In his letter to his friend Colton, of June 20th, '78, he exclaims: “I think in the world's history never before was such a wild set of demagogues honored by the name of Congress. We have been hurt some, but some of the worst bills have been defeated, but we cannot stand many such Congresses,” etc.

The thing that annoyed Mr. Huntington the most was that he could not persuade Governor Stanford to tell the bare-faced falsehood, that the Southern Pacific did not belong to the owners of the Central Pacific.

Again and again Mr. Huntington urged the necessity of this falsehood being told, childishly forgetting the fact that such prevarications would have been useless, as all Californians knew the truth.

In the Congressional Committees, however, he himself attempted to pass off that misstatement. It is not likely that he was believed, but he succeeded in killing the Texas Pacific, and in “seeing the grass grow over Tom Scott.” The subterfuge no doubt was useful.

Mr. Huntington having buried the Texas Pacific, and also Colonel Scott, as well as other worthy people (of whom no mention has been made in this book), now proceeded to demand that the Government surrender to him and associates, the land subsidy granted by Congress to the Texas Pacific.

This, surely, is an “aggravation of excess!”

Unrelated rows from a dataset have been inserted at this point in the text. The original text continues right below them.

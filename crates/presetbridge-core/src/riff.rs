//! RIFF `smpl` chunk access for WAV loop metadata.
//!
//! Only the first loop is read or written (`Loop0Start`/`Loop0End`).

use std::fs::{File, OpenOptions};
use std::io::{self, BufReader, Read, Seek, SeekFrom, Write};
use std::path::Path;

use byteorder::{LittleEndian, ReadBytesExt, WriteBytesExt};

/// A sustain loop stored in the file, in sample frames (both inclusive).
#[derive(Debug, Clone, Copy, PartialEq, Eq)]
pub struct LoopPoints {
    pub start: u32,
    pub end: u32,
}

const SMPL_HEADER_SIZE: u32 = 36;
const SMPL_LOOP_SIZE: u32 = 24;
const MIDI_UNITY_NOTE: u32 = 60;

/// Find the first loop in a RIFF/WAVE stream. Non-WAVE data yields `None`.
pub fn read_loop<R: Read + Seek>(reader: &mut R) -> io::Result<Option<LoopPoints>> {
    let mut id = [0u8; 4];
    reader.read_exact(&mut id)?;
    if &id != b"RIFF" {
        return Ok(None);
    }
    let _riff_size = reader.read_u32::<LittleEndian>()?;
    reader.read_exact(&mut id)?;
    if &id != b"WAVE" {
        return Ok(None);
    }

    loop {
        match reader.read_exact(&mut id) {
            Ok(()) => {}
            Err(e) if e.kind() == io::ErrorKind::UnexpectedEof => return Ok(None),
            Err(e) => return Err(e),
        }
        let size = reader.read_u32::<LittleEndian>()?;

        if &id == b"smpl" && size >= SMPL_HEADER_SIZE {
            // manufacturer, product, sample period, unity note, pitch
            // fraction, SMPTE format, SMPTE offset
            for _ in 0..7 {
                reader.read_u32::<LittleEndian>()?;
            }
            let num_loops = reader.read_u32::<LittleEndian>()?;
            let _sampler_data = reader.read_u32::<LittleEndian>()?;
            if num_loops == 0 || size < SMPL_HEADER_SIZE + SMPL_LOOP_SIZE {
                return Ok(None);
            }
            let _cue_point_id = reader.read_u32::<LittleEndian>()?;
            let _loop_type = reader.read_u32::<LittleEndian>()?;
            let start = reader.read_u32::<LittleEndian>()?;
            let end = reader.read_u32::<LittleEndian>()?;
            return Ok(Some(LoopPoints { start, end }));
        }

        // Chunks are word aligned
        let skip = i64::from(size) + i64::from(size & 1);
        reader.seek(SeekFrom::Current(skip))?;
    }
}

/// Serialize a `smpl` chunk holding one forward loop.
pub fn encode_smpl_chunk(sample_rate: u32, points: LoopPoints) -> io::Result<Vec<u8>> {
    let size = SMPL_HEADER_SIZE + SMPL_LOOP_SIZE;
    let mut chunk = Vec::with_capacity(8 + size as usize);
    chunk.write_all(b"smpl")?;
    chunk.write_u32::<LittleEndian>(size)?;

    let sample_period = if sample_rate > 0 {
        1_000_000_000 / sample_rate
    } else {
        0
    };
    chunk.write_u32::<LittleEndian>(0)?; // manufacturer
    chunk.write_u32::<LittleEndian>(0)?; // product
    chunk.write_u32::<LittleEndian>(sample_period)?;
    chunk.write_u32::<LittleEndian>(MIDI_UNITY_NOTE)?;
    chunk.write_u32::<LittleEndian>(0)?; // pitch fraction
    chunk.write_u32::<LittleEndian>(0)?; // SMPTE format
    chunk.write_u32::<LittleEndian>(0)?; // SMPTE offset
    chunk.write_u32::<LittleEndian>(1)?; // loop count
    chunk.write_u32::<LittleEndian>(0)?; // sampler data

    chunk.write_u32::<LittleEndian>(0)?; // cue point id
    chunk.write_u32::<LittleEndian>(0)?; // forward loop
    chunk.write_u32::<LittleEndian>(points.start)?;
    chunk.write_u32::<LittleEndian>(points.end)?;
    chunk.write_u32::<LittleEndian>(0)?; // fraction
    chunk.write_u32::<LittleEndian>(0)?; // play count (infinite)
    Ok(chunk)
}

/// Append a loop chunk to a complete RIFF stream and fix up the RIFF size.
pub fn append_loop<S: Read + Write + Seek>(
    stream: &mut S,
    sample_rate: u32,
    points: LoopPoints,
) -> io::Result<()> {
    let mut length = stream.seek(SeekFrom::End(0))?;
    if length % 2 == 1 {
        stream.write_all(&[0])?;
        length += 1;
    }

    let chunk = encode_smpl_chunk(sample_rate, points)?;
    stream.write_all(&chunk)?;
    length += chunk.len() as u64;

    let riff_size = u32::try_from(length - 8)
        .map_err(|_| io::Error::new(io::ErrorKind::InvalidData, "RIFF file too large"))?;
    stream.seek(SeekFrom::Start(4))?;
    stream.write_u32::<LittleEndian>(riff_size)?;
    stream.flush()
}

pub fn read_loop_from_file(path: &Path) -> io::Result<Option<LoopPoints>> {
    let mut reader = BufReader::new(File::open(path)?);
    read_loop(&mut reader)
}

pub fn append_loop_to_file(path: &Path, sample_rate: u32, points: LoopPoints) -> io::Result<()> {
    let mut file = OpenOptions::new().read(true).write(true).open(path)?;
    append_loop(&mut file, sample_rate, points)
}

The House Committee on Public Lands in their report on the “forfeiture of the Texas Pacific land grant” reviewed Mr. Huntington's acts with merited severity. Amongst many other truths the report says: “The Southern Pacific claims to ‘stand in the shoes’ of the Texas Pacific. Your committee agree that ‘standing in the shoes’ would do if the Southern Pacific filled the shoes.” But it does not. It never had authority or recognition by Congress east of Yuma. For its own purpose, by methods which honest men have denounced, greedy to embrace all land within its net-work of rails, to secure monopoly of transportation, surmounting opposition and beating down all obstacles in its way, and in doing so, crushing the agent Congress had selected as instrument to build a road there, doing nothing, absolutely nothing, by governmental authority or assent even, and having succeeded in defeating a necessary work and rendering absolutely abortive the attempt to have one competing transportation route to the Pacific built, it coolly asks to bestow upon it fifteen millions of acres of lands; to give it the ownership of an area sufficient for perhaps one hundred thousand homes, as a reward for that result.

And the committee (with one dissenting voice only) reported their opinion that the Southern Pacific Railroad Company had neither legal nor equitable claim to the lands of the Texas Pacific which Mr. Huntington wished to appropriate.

But is it not a painful admission that these few men should have thwarted and defeated the purpose and intent of the Government of the United States of having a competing railway in the Texas Pacific? Not only Colonel Scott, and Hon. John C. Brown, and Mr. Frank T. Bond, the President and Vice President of this road, but also Senator Lamar, Mr. J. W. Throckmorton, Mr. House, Mr. Chandler, of Mississippi, and many, many other able speakers, honorable, upright men, all endeavored faithfully to aid the construction of the Texas Pacific. All failed. The falsehoods disseminated by ex-Senator Gwin, which Senator Gordon and others believed, and thus in good faith reproduced, had more effect when backed by the monopoly's money.

But Tom Scott is laid low, and so is the Texas Pacific; now the fight for greedy accumulation is transferred to California. The monopoly is confident of getting the land subsidy of the Texas Pacific—after killing it; of getting every scrap that might be clutched under pretext of having belonged to the decapitated road. Thus the lands that the City of San Diego donated to Tom Scott on condition that the Texas Pacific should be built, even these, the monopoly has by some means seized upon. No Texas Pacific was built, but nevertheless, though clearly specified stipulations be violated, San Diego's lands must go into the voracious jaws of the monster. Poor San Diego! After being ruined by the greed of the heartless monopolists, she is made to contribute her widow's mite to swell the volume of their riches! This is cruel irony indeed.